The agencies range from state and territory revenue offices and government departments through to a local council, the RSPCA and the National Measurement Institute.
In response to freedom of information requests from Future Wise privacy analyst Geordie Guy and online publication ZDNet, the Attorney-General’s Department released the names of agencies that have applied to be added to the list of authorised agencies for the purposes of the data retention legislation.
Agencies previously known to be seeking access to the so-called ‘metadata’ retained under the scheme included WorkSafe Victoria, Victoria’s Office of the Racing Integrity Commissioner, NSW’s Roads and Maritime Services, Primary Industries and Regions SA (PIRSA), and the Civil Aviation Safety Authority.
The full list of agencies is:
Access Canberra (Department of Treasury and Economic Development)
ACT Revenue Office
Australian Financial Security Authority
Australian Health Practitioner Regulation Agency (AHPRA)
Australian Postal Corporation
Australian Taxation Office
Australian Transaction Reports and Analysis Centre (AUSTRAC)
Bankstown City Council (NSW)
Civil Aviation Safety Authority (CASA)
Clean Energy Regulator
Consumer Affairs (Victoria)
Consumer and Business Services (South Australia)
Consumer, Building and Occupational Services (Consumer Affairs and Fair Trading – Department of Justice) (Tasmania)
Department of Agriculture
Department of Agriculture, Fisheries and Forestry
Department of Commerce (WA)
Department of Corrective Services (WA)
Department of Defence (ADFIS and IGD)
Department of Economic Development, Jobs, Transport & Resources (Fisheries) (Victoria)
Department of Environment and Heritage Protection (Queensland)
Department of Environment Regulation (WA)
Department of Environment, Land, Water and Planning (Victoria)
Department of Fisheries (WA)
Department of Foreign Affairs and Trade
Department of Health
Department of Human Services
Department of Justice and Regulation (Sheriff of Victoria)
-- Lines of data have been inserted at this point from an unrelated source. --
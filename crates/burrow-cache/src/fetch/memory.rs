//! In-memory fetcher for offline mirrors, tests and benchmarks.

use async_trait::async_trait;
use dashmap::DashMap;
use std::sync::atomic::{AtomicUsize, Ordering};
use std::time::Duration;

use super::{CacheKey, FetchError, Fetcher};

/// Serves resources from memory and counts every fetch it performs
#[derive(Debug, Default)]
pub struct MemoryFetcher {
    resources: DashMap<CacheKey, Vec<u8>>,
    calls: DashMap<CacheKey, usize>,
    total_calls: AtomicUsize,
    /// Remaining injected failures per key
    failures: DashMap<CacheKey, usize>,
    latency: Option<Duration>,
}

impl MemoryFetcher {
    pub fn new() -> Self {
        Self::default()
    }

    /// Delay every fetch, widening the window for concurrent callers
    pub fn with_latency(mut self, latency: Duration) -> Self {
        self.latency = Some(latency);
        self
    }

    /// Serve `bytes` for `(source, path)`
    pub fn insert(&self, source: &str, path: &str, bytes: impl Into<Vec<u8>>) {
        self.resources
            .insert(CacheKey::new(source, path), bytes.into());
    }

    /// Fail the next `times` fetches of a key
    pub fn fail_next(&self, key: &CacheKey, times: usize) {
        self.failures.insert(key.clone(), times);
    }

    /// Number of fetches performed for a key
    pub fn calls_for(&self, key: &CacheKey) -> usize {
        self.calls.get(key).map_or(0, |count| *count)
    }

    /// Number of fetches performed overall
    pub fn total_calls(&self) -> usize {
        self.total_calls.load(Ordering::SeqCst)
    }
}

#[async_trait]
impl Fetcher for MemoryFetcher {
    async fn fetch(&self, key: &CacheKey) -> Result<Vec<u8>, FetchError> {
        self.total_calls.fetch_add(1, Ordering::SeqCst);
        *self.calls.entry(key.clone()).or_insert(0) += 1;

        if let Some(latency) = self.latency {
            tokio::time::sleep(latency).await;
        }

        if let Some(mut remaining) = self.failures.get_mut(key) {
            if *remaining > 0 {
                *remaining -= 1;
                return Err(FetchError::Failed {
                    url: key.url(),
                    message: "injected failure".to_string(),
                    source: None,
                });
            }
        }

        self.resources
            .get(key)
            .map(|bytes| bytes.clone())
            .ok_or_else(|| FetchError::NotFound { url: key.url() })
    }
}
Department of Mines and Petroleum (WA)
Department of Primary Industries (Fisheries)
Department of Social Services
Department of the Environment
Environment Protection Authority (SA)
Fair Work Building and Construction
Greyhound Racing Victoria
Harness Racing New South Wales
Health Care Complaints Commission (NSW)
Legal Services Board (Victoria)
National Measurement Institute
NSW Environment Protection Authority
NSW Fair Trading
Office of Environment & Heritage (NSW)
Office of Fair Trading (Department of Justice and Attorney-General Office of the Director General) (Queensland)
Office of State Revenue (NSW)
Office of State Revenue (Queensland)
Office of the Racing Integrity Commissioner (Victoria)
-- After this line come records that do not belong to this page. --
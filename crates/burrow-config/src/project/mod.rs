//! The `burrow.toml` project file.
//!
//! A project file names the project, lists the package sources in the order
//! they are consulted and declares root dependencies in three categories:
//!
//! ```toml
//! [project]
//! name = "analysis"
//!
//! [[source]]
//! name = "internal"
//! url = "https://cran.internal/"
//! priority = 1
//! proxy = false
//!
//! [dependencies]
//! dplyr = ">= 1.0"
//! mypkg = { git = "https://git.example.com/mypkg.git", branch = "main" }
//!
//! [dev-dependencies]
//! testthat = "*"
//! ```
//!
//! Dependency tables keep their declaration order, which is the order the
//! resolver walks the roots in.

use camino::{Utf8Path, Utf8PathBuf};
use indexmap::IndexMap;
use serde::{Deserialize, Serialize};
use sha2::{Digest, Sha256};
use std::collections::{BTreeMap, BTreeSet};
use tracing::debug;

use burrow_core::error::BurrowError;
use burrow_core::types::{
    Category, Constraint, LayoutKind, ProxySetting, Requirement, RootDependency, RootRequest,
    SourceSpec, VcsReference,
};

use crate::ConfigResult;

/// File name of the project file
pub const PROJECT_FILE_NAME: &str = "burrow.toml";

/// Source used when a project declares none
pub const DEFAULT_SOURCE_NAME: &str = "CRAN";
pub const DEFAULT_SOURCE_URL: &str = "https://cloud.r-project.org/";

/// Parsed `burrow.toml`
#[derive(Debug, Clone, PartialEq, Serialize, Deserialize)]
#[serde(rename_all = "kebab-case")]
pub struct ProjectFile {
    pub project: ProjectSection,

    #[serde(default, rename = "source", skip_serializing_if = "Vec::is_empty")]
    pub sources: Vec<SourceEntry>,

    #[serde(default, skip_serializing_if = "IndexMap::is_empty")]
    pub dependencies: IndexMap<String, DependencySpec>,

    #[serde(default, skip_serializing_if = "IndexMap::is_empty")]
    pub dev_dependencies: IndexMap<String, DependencySpec>,

    #[serde(default, skip_serializing_if = "IndexMap::is_empty")]
    pub doc_dependencies: IndexMap<String, DependencySpec>,
}

/// The `[project]` section
#[derive(Debug, Clone, PartialEq, Serialize, Deserialize)]
pub struct ProjectSection {
    pub name: String,
    #[serde(default, skip_serializing_if = "Option::is_none")]
    pub description: Option<String>,
}

/// One `[[source]]` entry
#[derive(Debug, Clone, PartialEq, Serialize, Deserialize)]
pub struct SourceEntry {
    pub name: String,
    pub url: String,
    #[serde(default)]
    pub priority: i32,
    /// `false` disables proxies, a string names one, absent inherits
    #[serde(default, skip_serializing_if = "Option::is_none")]
    pub proxy: Option<ProxyValue>,
    #[serde(default, skip_serializing_if = "Option::is_none")]
    pub layout: Option<LayoutKind>,
}

/// Raw `proxy` value of a source entry
#[derive(Debug, Clone, PartialEq, Eq, Serialize, Deserialize)]
#[serde(untagged)]
pub enum ProxyValue {
    Enabled(bool),
    Url(String),
}

/// Dependency specification in a dependency table
#[derive(Debug, Clone, PartialEq, Eq, Serialize, Deserialize)]
#[serde(untagged)]
pub enum DependencySpec {
    /// Version constraint string (e.g. ">= 1.0, < 2")
    Simple(String),
    /// Detailed dependency specification
    Detailed {
        #[serde(default, skip_serializing_if = "Option::is_none")]
        version: Option<String>,
        #[serde(default, skip_serializing_if = "Option::is_none")]
        git: Option<String>,
        #[serde(default, skip_serializing_if = "Option::is_none")]
        branch: Option<String>,
        #[serde(default, skip_serializing_if = "Option::is_none")]
        tag: Option<String>,
        #[serde(default, skip_serializing_if = "Option::is_none")]
        rev: Option<String>,
    },
}

impl SourceEntry {
    pub fn to_spec(&self) -> SourceSpec {
        let proxy = match &self.proxy {
            None | Some(ProxyValue::Enabled(true)) => ProxySetting::Inherit,
            Some(ProxyValue::Enabled(false)) => ProxySetting::Disabled,
            Some(ProxyValue::Url(url)) => ProxySetting::Url(url.clone()),
        };
        SourceSpec {
            name: self.name.clone(),
            url: self.url.clone(),
            priority: self.priority,
            proxy,
            layout: self.layout,
        }
    }

    fn default_source() -> Self {
        Self {
            name: DEFAULT_SOURCE_NAME.to_string(),
            url: DEFAULT_SOURCE_URL.to_string(),
            priority: 0,
            proxy: None,
            layout: None,
        }
    }
}

impl DependencySpec {
    /// Turn the specification into a resolver requirement
    pub fn requirement(&self, field: &str) -> ConfigResult<Requirement> {
        match self {
            DependencySpec::Simple(text) => parse_constraint(field, text).map(Requirement::Registry),
            DependencySpec::Detailed {
                version,
                git,
                branch,
                tag,
                rev,
            } => {
                let refs = [branch.is_some(), tag.is_some(), rev.is_some()]
                    .iter()
                    .filter(|&&set| set)
                    .count();

                match (version, git) {
                    (Some(_), Some(_)) => Err(invalid(
                        field,
                        "can only specify one of 'version' or 'git'",
                    )),
                    (None, None) => Err(invalid(field, "must specify either 'version' or 'git'")),
                    (Some(text), None) => {
                        if refs > 0 {
                            return Err(invalid(
                                field,
                                "'branch', 'tag' and 'rev' are only valid with 'git'",
                            ));
                        }
                        parse_constraint(field, text).map(Requirement::Registry)
                    },
                    (None, Some(url)) => {
                        if url.trim().is_empty() {
                            return Err(invalid(field, "'git' must not be empty"));
                        }
                        if refs > 1 {
                            return Err(invalid(
                                field,
                                "can only specify one of 'branch', 'tag' or 'rev'",
                            ));
                        }
                        let reference = match (branch, tag, rev) {
                            (Some(name), _, _) => VcsReference::Branch(name.clone()),
                            (_, Some(name), _) => VcsReference::Tag(name.clone()),
                            (_, _, Some(name)) => VcsReference::Rev(name.clone()),
                            _ => VcsReference::DefaultBranch,
                        };
                        Ok(Requirement::Vcs {
                            url: url.clone(),
                            reference,
                        })
                    },
                }
            },
        }
    }

    /// Check if this is a git dependency
    pub fn is_git(&self) -> bool {
        matches!(self, DependencySpec::Detailed { git: Some(_), .. })
    }
}

impl ProjectFile {
    /// Parse and validate project file content
    pub fn parse(content: &str) -> ConfigResult<Self> {
        let project: ProjectFile = toml::from_str(content).map_err(|e| BurrowError::ProjectParse {
            message: e.to_string(),
        })?;
        project.validate()?;
        Ok(project)
    }

    /// Serialize back to TOML
    pub fn to_toml_string(&self) -> ConfigResult<String> {
        toml::to_string_pretty(self).map_err(|e| BurrowError::ProjectParse {
            message: format!("serialization failed: {e}"),
        })
    }

    /// Validate configuration completeness
    pub fn validate(&self) -> ConfigResult<()> {
        if self.project.name.trim().is_empty() {
            return Err(invalid("project.name", "is required"));
        }

        let mut seen = BTreeSet::new();
        for (index, source) in self.sources.iter().enumerate() {
            let field = format!("source[{index}]");
            if source.name.trim().is_empty() {
                return Err(invalid(&field, "name must not be empty"));
            }
            if !source.url.contains("://") {
                return Err(invalid(
                    &field,
                    &format!("url '{}' is not an absolute URL", source.url),
                ));
            }
            if !seen.insert(source.name.as_str()) {
                return Err(invalid(
                    &field,
                    &format!("source name '{}' is declared more than once", source.name),
                ));
            }
        }

        for (category, table) in self.tables() {
            for (name, spec) in table {
                let field = format!("{}.{name}", table_key(category));
                if !is_valid_package_name(name) {
                    return Err(invalid(
                        &field,
                        "package names start with a letter and contain only letters, digits and dots",
                    ));
                }
                spec.requirement(&field)?;
            }
        }

        // Category merging rejects a name declared with two requirements
        self.root_request().map(|_| ())
    }

    /// Sources in declaration order, or the default source when none are declared
    pub fn source_entries(&self) -> Vec<SourceEntry> {
        if self.sources.is_empty() {
            vec![SourceEntry::default_source()]
        } else {
            self.sources.clone()
        }
    }

    pub fn source_specs(&self) -> Vec<SourceSpec> {
        self.source_entries().iter().map(SourceEntry::to_spec).collect()
    }

    /// Build the resolver input.
    ///
    /// A package declared in several tables becomes one root carrying every
    /// category it appears in, positioned at its first declaration.
    pub fn root_request(&self) -> ConfigResult<RootRequest> {
        let mut roots: IndexMap<String, RootDependency> = IndexMap::new();

        for (category, table) in self.tables() {
            for (name, spec) in table {
                let field = format!("{}.{name}", table_key(category));
                let requirement = spec.requirement(&field)?;

                match roots.get_mut(name) {
                    Some(existing) if existing.requirement == requirement => {
                        existing.categories.insert(category);
                    },
                    Some(existing) => {
                        let earlier = existing
                            .categories
                            .iter()
                            .map(|c| table_key(*c))
                            .collect::<Vec<_>>()
                            .join(", ");
                        return Err(invalid(
                            &field,
                            &format!("conflicts with the declaration in {earlier}"),
                        ));
                    },
                    None => {
                        roots.insert(
                            name.clone(),
                            RootDependency {
                                name: name.clone(),
                                requirement,
                                categories: BTreeSet::from([category]),
                            },
                        );
                    },
                }
            }
        }

        Ok(RootRequest::new(self.source_specs(), roots.into_values().collect()))
    }

    /// Hash of the content a lock depends on.
    ///
    /// Sources and dependency tables are rendered as JSON with sorted keys,
    /// so reordering declarations does not change the hash while editing a
    /// constraint does.
    pub fn content_hash(&self) -> ConfigResult<String> {
        let mut content: BTreeMap<&str, serde_json::Value> = BTreeMap::new();
        content.insert("source", to_json(&self.source_entries())?);
        for (category, table) in self.tables() {
            if table.is_empty() {
                continue;
            }
            let sorted: BTreeMap<&String, &DependencySpec> = table.iter().collect();
            content.insert(table_key(category), to_json(&sorted)?);
        }

        let canonical = to_json(&content)?.to_string();
        Ok(hex::encode(Sha256::digest(canonical.as_bytes())))
    }

    fn tables(&self) -> [(Category, &IndexMap<String, DependencySpec>); 3] {
        [
            (Category::Main, &self.dependencies),
            (Category::Dev, &self.dev_dependencies),
            (Category::Doc, &self.doc_dependencies),
        ]
    }
}

/// Load and parse a project file
pub async fn load_from_file(path: &Utf8Path) -> ConfigResult<ProjectFile> {
    let content = tokio::fs::read_to_string(path)
        .await
        .map_err(|e| BurrowError::io(format!("Failed to read {path}"), e))?;

    debug!("Loaded project file {}", path);
    ProjectFile::parse(&content).map_err(|e| match e {
        BurrowError::ProjectParse { message } => BurrowError::ProjectParse {
            message: format!("In file {path}: {message}"),
        },
        BurrowError::ConfigValidation { field, reason } => BurrowError::ConfigValidation {
            field,
            reason: format!("{reason} (in {path})"),
        },
        other => other,
    })
}

/// Find the project file in `start` or its nearest ancestor
pub fn find_project_file(start: &Utf8Path) -> Option<Utf8PathBuf> {
    start
        .ancestors()
        .map(|dir| dir.join(PROJECT_FILE_NAME))
        .find(|candidate| candidate.is_file())
}

fn table_key(category: Category) -> &'static str {
    match category {
        Category::Main => "dependencies",
        Category::Dev => "dev-dependencies",
        Category::Doc => "doc-dependencies",
    }
}

fn parse_constraint(field: &str, text: &str) -> ConfigResult<Constraint> {
    Constraint::parse(text).map_err(|e| invalid(field, &e.to_string()))
}

fn to_json<T: Serialize>(value: &T) -> ConfigResult<serde_json::Value> {
    serde_json::to_value(value).map_err(|e| BurrowError::ProjectParse {
        message: format!("cannot render project content: {e}"),
    })
}

fn invalid(field: &str, reason: &str) -> BurrowError {
    BurrowError::ConfigValidation {
        field: field.to_string(),
        reason: reason.to_string(),
    }
}

/// Check a package name: a letter, then letters, digits or dots, no trailing dot
fn is_valid_package_name(name: &str) -> bool {
    let mut chars = name.chars();
    let starts_with_letter = chars.next().is_some_and(|c| c.is_ascii_alphabetic());
    starts_with_letter
        && name.chars().all(|c| c.is_ascii_alphanumeric() || c == '.')
        && !name.ends_with('.')
}

#[cfg(test)]
mod tests;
Primary Industries and Regions South Australia (PIRSA)
Queensland Building and Construction Commission
Racing and Wagering Western Australia
Roads and Maritime Services NSW
State Revenue Office (Victoria)
Taxi Services Commission (Victoira)
Victorian WorkSafe Authority
The names of four state agencies were redacted.
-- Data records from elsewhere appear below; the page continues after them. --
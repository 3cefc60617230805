//! Archive layouts.

use burrow_core::types::LayoutKind;

use crate::listing::Listing;

/// Where a source keeps the tarballs of superseded versions
pub trait ArchiveLayout: Send + Sync {
    fn kind(&self) -> LayoutKind;

    /// Directories (relative to the source root) holding a package's archived
    /// tarballs, given the listing of its archive directory
    fn tarball_dirs(&self, archive_dir: &str, listing: &Listing) -> Vec<String>;
}

/// Tarballs sit directly in `Archive/<name>/` (CRAN and its mirrors)
#[derive(Debug, Clone, Copy, Default)]
pub struct FlatLayout;

/// Each version has its own `Archive/<name>/<version>/` directory
/// (Artifactory-style repositories)
#[derive(Debug, Clone, Copy, Default)]
pub struct SegregatedLayout;

impl ArchiveLayout for FlatLayout {
    fn kind(&self) -> LayoutKind {
        LayoutKind::Flat
    }

    fn tarball_dirs(&self, archive_dir: &str, _listing: &Listing) -> Vec<String> {
        vec![archive_dir.to_string()]
    }
}

impl ArchiveLayout for SegregatedLayout {
    fn kind(&self) -> LayoutKind {
        LayoutKind::Segregated
    }

    fn tarball_dirs(&self, archive_dir: &str, listing: &Listing) -> Vec<String> {
        listing
            .directories
            .iter()
            .map(|dir| format!("{archive_dir}{dir}"))
            .collect()
    }
}

/// Layout implementation for a layout kind
pub fn layout_for(kind: LayoutKind) -> &'static dyn ArchiveLayout {
    match kind {
        LayoutKind::Flat => &FlatLayout,
        LayoutKind::Segregated => &SegregatedLayout,
    }
}

/// Infer the layout from a package's archive listing. Empty listings say
/// nothing; tarballs mean flat; only subdirectories mean segregated.
pub fn detect_layout(listing: &Listing) -> Option<LayoutKind> {
    if !listing.tarballs.is_empty() {
        Some(LayoutKind::Flat)
    } else if !listing.directories.is_empty() {
        Some(LayoutKind::Segregated)
    } else {
        None
    }
}

/// Directories to read when the source declares no layout. A package may
/// keep tarballs directly in its archive directory, in version
/// subdirectories, or both; flat tarballs come first.
pub fn undeclared_tarball_dirs(archive_dir: &str, listing: &Listing) -> Vec<String> {
    let mut dirs = Vec::new();
    if !listing.tarballs.is_empty() {
        dirs.extend(FlatLayout.tarball_dirs(archive_dir, listing));
    }
    dirs.extend(SegregatedLayout.tarball_dirs(archive_dir, listing));
    dirs
}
Authorised agencies are able to access historical telco data without applying for a warrant. Accessing the ‘content’ of a communication, such as the body of an email message, still requires a warrant in most instances (as does the interception of a communication, such as a phone call).
Additional agencies can be authorised either temporarily by the government or permanently through legislation.
The 2014-15 annual report by the Attorney-General’s Department on the operations of the Telecommunications (Interception and Access) Act 1979 revealed a jump in warrant-free access to telco data in the lead-up to 13 October 2015, when the data retention regime came into effect.
In 2014-15, organisations authorised access to telco data a total of 365,728 times using the provisions of the act, up from 334,658 times in the prior year.
The data retention legislation reduced the number of agencies able to authorise access to historical data (in addition to government agencies under the previous provisions of the TIA Act, certain non-government organisations such as the RSPCA were able to access data in some circumstances).
Currently authorised agencies include state police forces, the Australian Federal Police, the Australian Crime Commission, a number of anti-corruption organisations such as the Independent Commission Against Corruption and the Police Integrity Commission, Border Force, and a handful of other organisations including the Australian Competition and Consumer Commission (ACCC), and the Australian Securities and Investments Commission (ASIC).